The very big celebrity who saw Jim Sullivan and Mike Moran naked

It was 20 years ago today, that Sergeant Pepper…no, that I, as a fledgling editor of an upstart publication, contacted incoming NAMES CEO Bill Coughlan about an interview for a profile in the very first issue of HME News, which was to hit the proverbial newsstand in May of 1995. I had just come back from two years in Vietnam, and I was resuming my career in newspapers, this time on a trade business newspaper in a very particular industry.

As I tried to make sense of what was happening in the HME industry in the spring of 1995, the discombobulation was great. I remember coming home from work one day and draping myself over a bed in the room my wife and I were letting, and groaning. I'm in over my head, I told her.

I wasn't, of course. And I shouldn't have been groaning. By sheer coincidence, I had actually worked as an HME tech driver for a spell in early 1990 in Santa Cruz, Calif., for a company called Mid Coast Medical. I had set up semi-electric and full-electric hospital beds. I'd hauled oxygen concentrators into homes, and knew my way around a Hoyer Lift. But this, writing about HME, was all new to me.

And none of it, as I read the headlines of HME News today, 10 years after I left the paper to go back to Vietnam for four more years, is new. Competitive bidding is still on its way, as it was in the spring of 1995. Shelly Prial still has some very definite opinions (My best to Thelma, Shelly). And David Miller, well, I'm guessing he doesn't have that beard he was sporting after his retreat to Costa Rica all those years ago. (Maybe that's why I left HME News, inspired by David's sea change.)

I was, literally, in my 20s when I started writing for HME News. Just a kid, really, editorializing about this or that having to do with power wheelchairs and smart CPAP. And I've turned 50 in the same month that HME News turned 20.

There's something to be said for longevity, and just plain staying home. Every one of you in this industry are big believers in both those concepts, yes, because they are the ways and means of your livelihood, but also because it's still a cost-effective solution to one of the most urgent problems facing Americans today—the cost of staying alive through the sunset.

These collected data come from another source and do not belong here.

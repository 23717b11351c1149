//! Plain-text report generator.

use std::fmt::Write as _;
use std::path::Path;

use anyhow::{Context, Result};

use qcm_core::report::QuizReport;

const RULE: &str = "----------------------------------------";

/// Render a report as human-readable text.
pub fn generate_text(report: &QuizReport) -> String {
    let mut out = String::new();
    let score = &report.score;

    // `write!` into a String cannot fail.
    let _ = writeln!(out, "qcm report: {}", report.bank.name);
    let _ = writeln!(
        out,
        "Date: {}",
        report.created_at.format("%Y-%m-%d %H:%M:%S UTC")
    );
    let _ = writeln!(
        out,
        "Questions: {} asked of {} in bank",
        score.total, report.bank.question_count
    );
    match report.time_limit_secs {
        Some(secs) => {
            let _ = writeln!(out, "Time limit: {secs}s per question");
        }
        None => {
            let _ = writeln!(out, "Time limit: none");
        }
    }
    let _ = writeln!(out, "Duration: {:.1}s", report.duration_ms as f64 / 1000.0);
    let _ = writeln!(out, "{RULE}");

    for o in &report.outcomes {
        let _ = writeln!(out, "Q-{}) {}", o.index, o.prompt);
        let _ = writeln!(out, "  Your answer: {}", o.submitted_display());
        let _ = writeln!(out, "  Correct answer: {}", o.expected_display);
        let _ = writeln!(out, "  Status: {}", o.status);
        let _ = writeln!(out, "{RULE}");
    }

    let missed: Vec<_> = report.missed().collect();
    if !missed.is_empty() {
        let _ = writeln!(out, "To review ({}):", missed.len());
        for o in missed {
            let _ = writeln!(out, "  Q-{}: {}", o.index, o.expected_display);
        }
        let _ = writeln!(out, "{RULE}");
    }

    let _ = writeln!(out, "Final Score: {}/{}", score.raw_score, score.max_raw_score);
    let _ = writeln!(
        out,
        "Correct: {}  Wrong: {}  Timeout: {}",
        score.correct, score.wrong, score.timed_out
    );
    let _ = writeln!(out, "Percentage: {:.1}%", score.percentage * 100.0);
    let _ = writeln!(out, "Weighted score: {:.1}/100", score.weighted_score);
    let _ = writeln!(out, "{}", score.verdict.message());

    out
}

/// Write the text report to a file, creating parent directories.
pub fn write_text_report(report: &QuizReport, path: &Path) -> Result<()> {
    if let Some(parent) = path.parent() {
        std::fs::create_dir_all(parent)?;
    }
    std::fs::write(path, generate_text(report))
        .with_context(|| format!("failed to write text report to {}", path.display()))
}

#[cfg(test)]
mod tests {
    use super::*;
    use chrono::Utc;
    use qcm_core::model::AnswerStatus;
    use qcm_core::report::BankSummary;
    use qcm_core::results::QuestionOutcome;
    use qcm_core::scoring::ScoreSummary;
    use uuid::Uuid;

    fn outcome(index: usize, submitted: Option<&str>, status: AnswerStatus) -> QuestionOutcome {
        QuestionOutcome {
            index,
            prompt: format!("Question number {index}?"),
            submitted: submitted.map(String::from),
            expected_key: "B".into(),
            expected_display: "B. Firewall".into(),
            status,
            weight: 1.0,
            elapsed_ms: 1500,
        }
    }

    fn make_report() -> QuizReport {
        let outcomes = vec![
            outcome(1, Some("B"), AnswerStatus::Correct),
            outcome(2, Some("A"), AnswerStatus::Wrong),
            outcome(3, None, AnswerStatus::Timeout),
        ];
        let score = ScoreSummary::compute(&outcomes, 0.8);
        QuizReport {
            id: Uuid::nil(),
            created_at: Utc::now(),
            bank: BankSummary {
                name: "Security+ practice".into(),
                question_count: 120,
            },
            time_limit_secs: Some(30),
            outcomes,
            score,
            duration_ms: 42_500,
        }
    }

    #[test]
    fn text_report_lists_every_question() {
        let text = generate_text(&make_report());
        assert!(text.contains("qcm report: Security+ practice"));
        assert!(text.contains("Questions: 3 asked of 120 in bank"));
        assert!(text.contains("Time limit: 30s per question"));
        assert!(text.contains("Q-1) Question number 1?"));
        assert!(text.contains("  Your answer: TIMEOUT"));
        assert!(text.contains("  Correct answer: B. Firewall"));
        assert!(text.contains("  Status: WRONG"));
    }

    #[test]
    fn text_report_has_scores_and_verdict() {
        let text = generate_text(&make_report());
        assert!(text.contains("Final Score: 1/3"));
        assert!(text.contains("Correct: 1  Wrong: 1  Timeout: 1"));
        assert!(text.contains("Weighted score: 33.3/100"));
        assert!(text.trim_end().ends_with("Keep practicing!"));
    }

    #[test]
    fn missed_questions_are_listed_for_review() {
        let text = generate_text(&make_report());
        assert!(text.contains("To review (2):"));
        assert!(text.contains("  Q-2: B. Firewall"));
        assert!(!text.contains("  Q-1: B. Firewall"));
    }

    #[test]
    fn untimed_report_says_so() {
        let mut report = make_report();
        report.time_limit_secs = None;
        assert!(generate_text(&report).contains("Time limit: none"));
    }

    #[test]
    fn write_creates_parent_dirs() {
        let dir = tempfile::tempdir().unwrap();
        let path = dir.path().join("out").join("report.txt");
        write_text_report(&make_report(), &path).unwrap();
        let written = std::fs::read_to_string(&path).unwrap();
        assert!(written.contains("Final Score: 1/3"));
    }
}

So many of us today are advocates for measures that just ain't a public good, but in home health care-in the provision of home medical equipment, especially-you can feel good about what you do. We're polarized on almost every last little thing in America, but there are no two sides to home health care. Everyone's for it, and we're all drifting toward it, whether we like it or not.

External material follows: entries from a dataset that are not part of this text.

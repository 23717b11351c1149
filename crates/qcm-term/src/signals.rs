//! Termination signals during a capture.
//!
//! While a capture holds raw mode, SIGTERM and SIGHUP only set a flag that
//! the countdown loop checks on every tick, so the terminal mode is restored
//! on the normal return path. Outside a capture the same signals still end
//! the process right away.

use std::sync::atomic::{AtomicBool, Ordering};
use std::sync::{Arc, OnceLock};

#[cfg(unix)]
use signal_hook::consts::SIGHUP;
use signal_hook::consts::SIGTERM;

#[cfg(unix)]
const WATCHED: &[i32] = &[SIGTERM, SIGHUP];
#[cfg(not(unix))]
const WATCHED: &[i32] = &[SIGTERM];

/// Flags shared with the installed signal handlers.
#[derive(Debug)]
pub struct SignalWatch {
    /// Set by the handler when a watched signal arrives.
    pending: Arc<AtomicBool>,
    /// While set, a watched signal exits the process immediately.
    idle: Arc<AtomicBool>,
}

impl SignalWatch {
    pub(crate) fn new() -> Self {
        Self {
            pending: Arc::new(AtomicBool::new(false)),
            idle: Arc::new(AtomicBool::new(true)),
        }
    }

    fn install(&self) -> std::io::Result<()> {
        for &signal in WATCHED {
            // Registered first, so an idle process exits before the flag matters.
            signal_hook::flag::register_conditional_shutdown(
                signal,
                128 + signal,
                Arc::clone(&self.idle),
            )?;
            signal_hook::flag::register(signal, Arc::clone(&self.pending))?;
        }
        Ok(())
    }

    /// Start deferring watched signals until the returned guard drops.
    pub fn arm(&self) -> ArmedWatch<'_> {
        self.pending.store(false, Ordering::SeqCst);
        self.idle.store(false, Ordering::SeqCst);
        ArmedWatch { watch: self }
    }

    pub fn is_idle(&self) -> bool {
        self.idle.load(Ordering::SeqCst)
    }
}

/// Deferral of watched signals for the duration of one capture.
#[derive(Debug)]
pub struct ArmedWatch<'w> {
    watch: &'w SignalWatch,
}

impl ArmedWatch<'_> {
    /// The flag the capture loop polls.
    pub fn flag(&self) -> &AtomicBool {
        &self.watch.pending
    }
}

impl Drop for ArmedWatch<'_> {
    fn drop(&mut self) {
        self.watch.idle.store(true, Ordering::SeqCst);
    }
}

/// The process-wide watch, installed on first use.
///
/// Returns `None` if the handlers could not be registered; captures then
/// run without signal deferral.
pub fn termination_watch() -> Option<&'static SignalWatch> {
    static WATCH: OnceLock<Option<SignalWatch>> = OnceLock::new();
    WATCH
        .get_or_init(|| {
            let watch = SignalWatch::new();
            match watch.install() {
                Ok(()) => Some(watch),
                Err(e) => {
                    tracing::warn!("failed to register termination signals: {e}");
                    None
                }
            }
        })
        .as_ref()
}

I'm making contingency plans for my own parents now, in Florida, and in a home that will enable as much equipment as we can wheel into it when the time is right. This wasn't supposed to happen to me, in the same way I was never supposed to be a recipient of that AARP thing that came in the mail.

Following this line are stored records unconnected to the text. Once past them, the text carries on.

//! CLI integration tests using assert_cmd.
//!
//! Stdin is a pipe under the test harness, so every run here reads plain
//! lines, including runs with a time limit.

use assert_cmd::Command;
use predicates::prelude::*;
use tempfile::TempDir;

const SECURITY_BANK: &str = "../../question-banks/security-basics.json";

fn qcm() -> Command {
    #[allow(deprecated)]
    let mut cmd = Command::cargo_bin("qcm").unwrap();
    cmd.env_remove("QCM_TIME_LIMIT");
    cmd
}

fn run_in_order(output: &TempDir, count: usize) -> Command {
    let mut cmd = qcm();
    cmd.arg("run")
        .arg("--questions")
        .arg(SECURITY_BANK)
        .arg("--no-shuffle")
        .arg("--no-banner")
        .arg("--count")
        .arg(count.to_string())
        .arg("--output")
        .arg(output.path());
    cmd
}

#[test]
fn help_lists_commands() {
    qcm()
        .arg("--help")
        .assert()
        .success()
        .stdout(predicate::str::contains("run"))
        .stdout(predicate::str::contains("validate"))
        .stdout(predicate::str::contains("init"));
}

#[test]
fn version_flag() {
    qcm()
        .arg("--version")
        .assert()
        .success()
        .stdout(predicate::str::contains("qcm"));
}

#[test]
fn validate_json_bank() {
    qcm()
        .arg("validate")
        .arg("--questions")
        .arg(SECURITY_BANK)
        .assert()
        .success()
        .stdout(predicate::str::contains("security-basics (10 questions)"))
        .stdout(predicate::str::contains("All question banks valid"));
}

#[test]
fn validate_directory() {
    qcm()
        .arg("validate")
        .arg("--questions")
        .arg("../../question-banks")
        .assert()
        .success()
        .stdout(predicate::str::contains("Network Basics (3 questions)"))
        .stdout(predicate::str::contains("security-basics"));
}

#[test]
fn validate_reports_warnings() {
    let dir = TempDir::new().unwrap();
    let path = dir.path().join("broken.json");
    std::fs::write(
        &path,
        r#"[{"question": "Pick one", "options": {"A": "Only"}, "answer": "B"}]"#,
    )
    .unwrap();

    qcm()
        .arg("validate")
        .arg("--questions")
        .arg(&path)
        .assert()
        .success()
        .stdout(predicate::str::contains("[Q-1] WARNING"))
        .stdout(predicate::str::contains("warning(s) found"));
}

#[test]
fn validate_nonexistent_file() {
    qcm()
        .arg("validate")
        .arg("--questions")
        .arg("nonexistent.json")
        .assert()
        .failure()
        .stderr(predicate::str::contains("Error"));
}

#[test]
fn init_creates_files() {
    let dir = TempDir::new().unwrap();

    qcm()
        .current_dir(dir.path())
        .arg("init")
        .assert()
        .success()
        .stdout(predicate::str::contains("Created qcm.toml"))
        .stdout(predicate::str::contains("Created question-banks/example.json"));

    assert!(dir.path().join("qcm.toml").exists());
    assert!(dir.path().join("question-banks/example.json").exists());

    // The generated bank is itself valid.
    qcm()
        .current_dir(dir.path())
        .arg("validate")
        .arg("--questions")
        .arg("question-banks/example.json")
        .assert()
        .success()
        .stdout(predicate::str::contains("All question banks valid"));
}

#[test]
fn init_skips_existing() {
    let dir = TempDir::new().unwrap();

    qcm().current_dir(dir.path()).arg("init").assert().success();

    qcm()
        .current_dir(dir.path())
        .arg("init")
        .assert()
        .success()
        .stdout(predicate::str::contains("already exists"));
}

#[test]
fn run_perfect_score_with_reprompt() {
    let out = TempDir::new().unwrap();

    run_in_order(&out, 3)
        .arg("--format")
        .arg("all")
        .write_stdin("b\nx\nB\na, c\n")
        .assert()
        .success()
        .stdout(predicate::str::contains("Q-1) Which security principle"))
        .stdout(predicate::str::contains("A. Confidentiality"))
        .stdout(predicate::str::contains(
            "Invalid input. Please enter one of: A, B, C, D",
        ))
        .stdout(predicate::str::contains("your answer is correct"))
        .stdout(predicate::str::contains("Final Score: 3/3"))
        .stdout(predicate::str::contains("Perfect Score! Excellent work."));

    let mut txt = None;
    let mut json = None;
    for entry in std::fs::read_dir(out.path()).unwrap() {
        let path = entry.unwrap().path();
        match path.extension().and_then(|e| e.to_str()) {
            Some("txt") => txt = Some(path),
            Some("json") => json = Some(path),
            _ => {}
        }
    }

    let text = std::fs::read_to_string(txt.expect("text report written")).unwrap();
    assert!(text.contains("Final Score: 3/3"));

    let content = std::fs::read_to_string(json.expect("json report written")).unwrap();
    let report: serde_json::Value = serde_json::from_str(&content).unwrap();
    assert_eq!(report["score"]["raw_score"], 3);
    assert_eq!(report["outcomes"][2]["submitted"], "A, C");
    assert_eq!(report["outcomes"][2]["status"], "CORRECT");
}

#[test]
fn run_wrong_answers_show_correct_key() {
    let out = TempDir::new().unwrap();

    run_in_order(&out, 2)
        .write_stdin("A\nB\n")
        .assert()
        .success()
        .stdout(predicate::str::contains(
            "your answer is not correct the correct answer is : B",
        ))
        .stdout(predicate::str::contains("Final Score: 1/2"))
        .stdout(predicate::str::contains("Keep practicing!"));
}

#[test]
fn timed_run_falls_back_when_stdin_is_piped() {
    let out = TempDir::new().unwrap();

    run_in_order(&out, 2)
        .arg("--time-limit")
        .arg("30")
        .write_stdin("B\nB\n")
        .assert()
        .success()
        .stdout(predicate::str::contains("You have 30s per question."))
        .stdout(predicate::str::contains("Final Score: 2/2"))
        .stderr(predicate::str::contains("time limit disabled"));
}

#[test]
fn run_fails_when_input_ends_early() {
    let out = TempDir::new().unwrap();

    run_in_order(&out, 3)
        .write_stdin("B\n")
        .assert()
        .failure()
        .code(1)
        .stderr(predicate::str::contains("input closed after 1 of 3 questions"));
}

#[test]
fn run_rejects_unknown_format() {
    let out = TempDir::new().unwrap();

    run_in_order(&out, 1)
        .arg("--format")
        .arg("pdf")
        .write_stdin("B\n")
        .assert()
        .failure()
        .stderr(predicate::str::contains("unknown report format"));
}

#[test]
fn run_uses_config_file() {
    let out = TempDir::new().unwrap();
    let config = out.path().join("qcm.toml");
    std::fs::write(&config, "question_count = 1\nshuffle = false\n").unwrap();

    qcm()
        .arg("run")
        .arg("--questions")
        .arg(SECURITY_BANK)
        .arg("--no-banner")
        .arg("--config")
        .arg(&config)
        .arg("--output")
        .arg(out.path())
        .write_stdin("B\n")
        .assert()
        .success()
        .stdout(predicate::str::contains("Starting Quiz (1 Questions)"))
        .stdout(predicate::str::contains("Final Score: 1/1"));
}

#[test]
fn run_with_tag_draws_only_tagged_questions() {
    let out = TempDir::new().unwrap();

    qcm()
        .arg("run")
        .arg("--questions")
        .arg("../../question-banks/network-basics.toml")
        .arg("--tag")
        .arg("ports")
        .arg("--no-shuffle")
        .arg("--no-banner")
        .arg("--output")
        .arg(out.path())
        .write_stdin("C\nD\n")
        .assert()
        .success()
        .stdout(predicate::str::contains("Starting Quiz (2 Questions)"))
        .stdout(predicate::str::contains("connectionless").not())
        .stdout(predicate::str::contains("Final Score: 2/2"));
}

#[test]
fn run_with_unknown_tag_fails() {
    let out = TempDir::new().unwrap();

    run_in_order(&out, 1)
        .arg("--tag")
        .arg("nonexistent")
        .write_stdin("B\n")
        .assert()
        .failure()
        .stderr(predicate::str::contains("no questions tagged nonexistent"));
}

I'm too young to be nostalgic, but I am, and I blame the heritage that goes with my last name for that. A bunch of weepy folks, lamenting this or that.

I was calling up guys like Joe Lewarski 20 years ago, Mario LaCute and John Durkee, Jeff Baird. I always liked getting Lou Slangen on the phone; he was enthused about everything. Cara Bachenheimer always returned calls, and always seemed to be right about everything. Asela Cuervo, too.

I think of Carolyn Cole in the Heartland, and when I think of Van Miller, I think of Southern hospitality. Thing is, Van's from Iowa. Bob Fary, if I called Bob today, the first thing I'd ask ol' Bob is whether he's slapped a Hilary Clinton bumper sticker on his car yet.

Tom Ryan, on 9/11, I can still hear the emotion in his voice as he talked about getting ready to do his part with all the equipment he had, but how no call had come because getting wounded on 9/11 wasn't what really happened to New Yorkers that day; dying was.

I'm nostalgic, too, for newspapers. I still sit down to a big fat one every Sunday morning, and don't come up for air for hours. They're still important. We still need them. The paper. I miss it.

Now, about that headline, ask Mario LaCute. I bet he remembers. Then again, if I'm 50, well then Mario must be… I'm not going to say in a facility. I hope he's at home.